## GOAL OF THE EXERCISE
Working from the entries below, count every line that includes the word "initialized". Return the figure alone.

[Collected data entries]
_ _ _ _

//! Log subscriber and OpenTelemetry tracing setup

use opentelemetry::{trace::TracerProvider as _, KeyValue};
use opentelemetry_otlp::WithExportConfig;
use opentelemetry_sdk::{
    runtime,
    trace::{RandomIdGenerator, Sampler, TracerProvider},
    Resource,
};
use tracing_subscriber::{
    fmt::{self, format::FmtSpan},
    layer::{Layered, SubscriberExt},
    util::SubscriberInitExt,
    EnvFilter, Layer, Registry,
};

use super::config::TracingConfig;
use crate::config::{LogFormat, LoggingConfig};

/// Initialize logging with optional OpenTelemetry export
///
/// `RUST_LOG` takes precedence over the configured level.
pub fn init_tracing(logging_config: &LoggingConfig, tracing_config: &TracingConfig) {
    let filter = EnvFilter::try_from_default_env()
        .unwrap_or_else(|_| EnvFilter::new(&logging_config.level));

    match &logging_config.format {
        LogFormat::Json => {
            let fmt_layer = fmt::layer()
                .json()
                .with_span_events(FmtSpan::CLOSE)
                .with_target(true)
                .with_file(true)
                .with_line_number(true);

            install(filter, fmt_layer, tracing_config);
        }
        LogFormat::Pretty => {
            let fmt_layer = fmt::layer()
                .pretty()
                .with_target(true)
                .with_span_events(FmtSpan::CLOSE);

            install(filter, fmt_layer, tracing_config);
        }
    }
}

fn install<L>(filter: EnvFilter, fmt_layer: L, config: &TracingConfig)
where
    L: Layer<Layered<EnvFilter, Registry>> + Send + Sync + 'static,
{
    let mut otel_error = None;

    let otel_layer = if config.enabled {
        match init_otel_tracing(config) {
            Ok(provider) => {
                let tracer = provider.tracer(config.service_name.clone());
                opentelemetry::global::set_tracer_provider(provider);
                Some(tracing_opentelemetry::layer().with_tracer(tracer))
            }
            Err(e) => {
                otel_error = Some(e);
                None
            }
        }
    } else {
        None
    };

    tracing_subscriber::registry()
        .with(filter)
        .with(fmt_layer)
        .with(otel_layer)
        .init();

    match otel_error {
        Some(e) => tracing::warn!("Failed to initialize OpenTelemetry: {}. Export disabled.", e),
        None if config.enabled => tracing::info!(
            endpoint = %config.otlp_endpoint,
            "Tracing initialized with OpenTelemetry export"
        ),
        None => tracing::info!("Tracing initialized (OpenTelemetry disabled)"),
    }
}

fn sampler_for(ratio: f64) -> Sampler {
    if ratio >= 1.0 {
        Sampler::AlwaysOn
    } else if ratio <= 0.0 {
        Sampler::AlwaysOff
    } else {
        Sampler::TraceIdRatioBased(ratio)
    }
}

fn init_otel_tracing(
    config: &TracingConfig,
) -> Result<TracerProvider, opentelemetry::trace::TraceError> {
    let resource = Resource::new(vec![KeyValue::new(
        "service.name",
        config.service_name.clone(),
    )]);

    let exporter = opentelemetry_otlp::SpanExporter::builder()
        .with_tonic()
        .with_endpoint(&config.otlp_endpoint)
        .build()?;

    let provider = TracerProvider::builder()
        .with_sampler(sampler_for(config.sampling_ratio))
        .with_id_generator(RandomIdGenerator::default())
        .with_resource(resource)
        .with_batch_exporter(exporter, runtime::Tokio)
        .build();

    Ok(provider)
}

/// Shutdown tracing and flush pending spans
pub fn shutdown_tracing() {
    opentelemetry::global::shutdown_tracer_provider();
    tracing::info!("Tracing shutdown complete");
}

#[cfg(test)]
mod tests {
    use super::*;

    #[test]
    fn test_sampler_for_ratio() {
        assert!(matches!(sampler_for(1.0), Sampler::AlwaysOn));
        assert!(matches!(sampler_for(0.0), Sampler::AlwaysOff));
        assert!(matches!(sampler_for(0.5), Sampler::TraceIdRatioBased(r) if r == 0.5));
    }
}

_ _ _ _

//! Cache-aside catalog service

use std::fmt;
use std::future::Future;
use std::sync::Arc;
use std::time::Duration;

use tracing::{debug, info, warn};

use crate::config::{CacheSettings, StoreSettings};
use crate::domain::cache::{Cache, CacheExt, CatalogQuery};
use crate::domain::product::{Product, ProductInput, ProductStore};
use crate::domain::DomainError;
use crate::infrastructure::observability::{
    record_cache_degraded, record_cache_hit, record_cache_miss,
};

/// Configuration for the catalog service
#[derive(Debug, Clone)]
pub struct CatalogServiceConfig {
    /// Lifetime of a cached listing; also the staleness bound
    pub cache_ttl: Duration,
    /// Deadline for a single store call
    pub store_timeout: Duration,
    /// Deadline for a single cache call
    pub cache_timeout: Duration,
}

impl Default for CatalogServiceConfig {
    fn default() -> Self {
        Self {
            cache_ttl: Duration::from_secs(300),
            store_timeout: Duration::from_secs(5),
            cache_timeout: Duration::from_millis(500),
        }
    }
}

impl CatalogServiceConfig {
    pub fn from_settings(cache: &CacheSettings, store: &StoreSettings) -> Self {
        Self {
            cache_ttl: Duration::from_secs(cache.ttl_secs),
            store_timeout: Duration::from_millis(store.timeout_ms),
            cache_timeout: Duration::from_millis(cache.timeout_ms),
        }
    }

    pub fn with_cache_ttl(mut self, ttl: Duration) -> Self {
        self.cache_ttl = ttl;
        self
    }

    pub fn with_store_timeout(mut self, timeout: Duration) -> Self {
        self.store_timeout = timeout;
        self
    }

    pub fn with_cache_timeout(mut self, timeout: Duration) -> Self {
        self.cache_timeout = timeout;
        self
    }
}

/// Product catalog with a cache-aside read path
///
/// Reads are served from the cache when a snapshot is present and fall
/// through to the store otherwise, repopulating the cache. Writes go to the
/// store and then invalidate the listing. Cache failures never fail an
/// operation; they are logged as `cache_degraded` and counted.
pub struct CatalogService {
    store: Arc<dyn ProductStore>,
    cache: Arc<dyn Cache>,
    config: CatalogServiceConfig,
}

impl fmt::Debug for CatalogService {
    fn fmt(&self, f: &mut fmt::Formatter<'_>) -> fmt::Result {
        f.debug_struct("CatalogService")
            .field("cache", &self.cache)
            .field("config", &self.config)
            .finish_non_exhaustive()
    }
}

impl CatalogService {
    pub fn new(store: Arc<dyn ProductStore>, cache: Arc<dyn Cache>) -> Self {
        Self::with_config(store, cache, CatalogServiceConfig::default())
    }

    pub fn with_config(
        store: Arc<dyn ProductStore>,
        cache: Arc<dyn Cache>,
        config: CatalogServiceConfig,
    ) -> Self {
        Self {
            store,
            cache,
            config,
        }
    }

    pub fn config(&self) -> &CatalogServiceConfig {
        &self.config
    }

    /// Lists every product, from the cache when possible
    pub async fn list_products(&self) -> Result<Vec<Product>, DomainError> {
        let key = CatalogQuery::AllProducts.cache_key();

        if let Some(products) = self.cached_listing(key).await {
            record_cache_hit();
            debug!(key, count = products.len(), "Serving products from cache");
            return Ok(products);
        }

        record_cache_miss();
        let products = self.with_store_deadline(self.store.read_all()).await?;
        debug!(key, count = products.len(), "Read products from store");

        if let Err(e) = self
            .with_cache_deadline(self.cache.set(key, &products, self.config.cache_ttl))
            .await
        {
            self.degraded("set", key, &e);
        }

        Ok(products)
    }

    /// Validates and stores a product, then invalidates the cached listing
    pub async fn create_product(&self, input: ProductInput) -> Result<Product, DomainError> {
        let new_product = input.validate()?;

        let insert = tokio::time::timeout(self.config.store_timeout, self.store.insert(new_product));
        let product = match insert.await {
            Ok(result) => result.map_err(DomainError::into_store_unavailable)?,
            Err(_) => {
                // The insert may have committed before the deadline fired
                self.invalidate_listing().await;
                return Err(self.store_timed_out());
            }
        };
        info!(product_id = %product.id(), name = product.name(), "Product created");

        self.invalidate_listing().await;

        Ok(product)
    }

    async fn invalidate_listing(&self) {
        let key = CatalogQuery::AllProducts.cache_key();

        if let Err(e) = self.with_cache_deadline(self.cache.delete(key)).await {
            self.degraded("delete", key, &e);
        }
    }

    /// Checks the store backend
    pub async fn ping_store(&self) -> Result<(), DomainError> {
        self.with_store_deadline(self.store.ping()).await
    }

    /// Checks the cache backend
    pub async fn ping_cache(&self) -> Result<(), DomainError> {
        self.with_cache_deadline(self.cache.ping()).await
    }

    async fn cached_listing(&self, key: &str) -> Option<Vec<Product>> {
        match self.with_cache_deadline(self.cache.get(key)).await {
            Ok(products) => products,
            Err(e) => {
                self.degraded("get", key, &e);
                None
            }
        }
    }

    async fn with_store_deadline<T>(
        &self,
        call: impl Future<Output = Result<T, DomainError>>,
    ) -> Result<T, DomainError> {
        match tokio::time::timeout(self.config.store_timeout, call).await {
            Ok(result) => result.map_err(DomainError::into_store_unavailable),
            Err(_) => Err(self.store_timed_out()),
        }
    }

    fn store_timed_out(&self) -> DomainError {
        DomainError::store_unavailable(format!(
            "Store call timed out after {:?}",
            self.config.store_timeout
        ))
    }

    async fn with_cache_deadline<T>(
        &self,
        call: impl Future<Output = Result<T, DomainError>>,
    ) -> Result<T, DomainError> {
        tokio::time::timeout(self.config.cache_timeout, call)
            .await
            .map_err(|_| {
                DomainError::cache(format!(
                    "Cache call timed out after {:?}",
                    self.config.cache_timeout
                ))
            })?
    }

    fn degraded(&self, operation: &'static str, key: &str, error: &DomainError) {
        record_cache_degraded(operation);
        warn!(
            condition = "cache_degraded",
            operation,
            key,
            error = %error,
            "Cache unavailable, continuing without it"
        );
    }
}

_ _ _ _

## WRITTEN ANSWER
2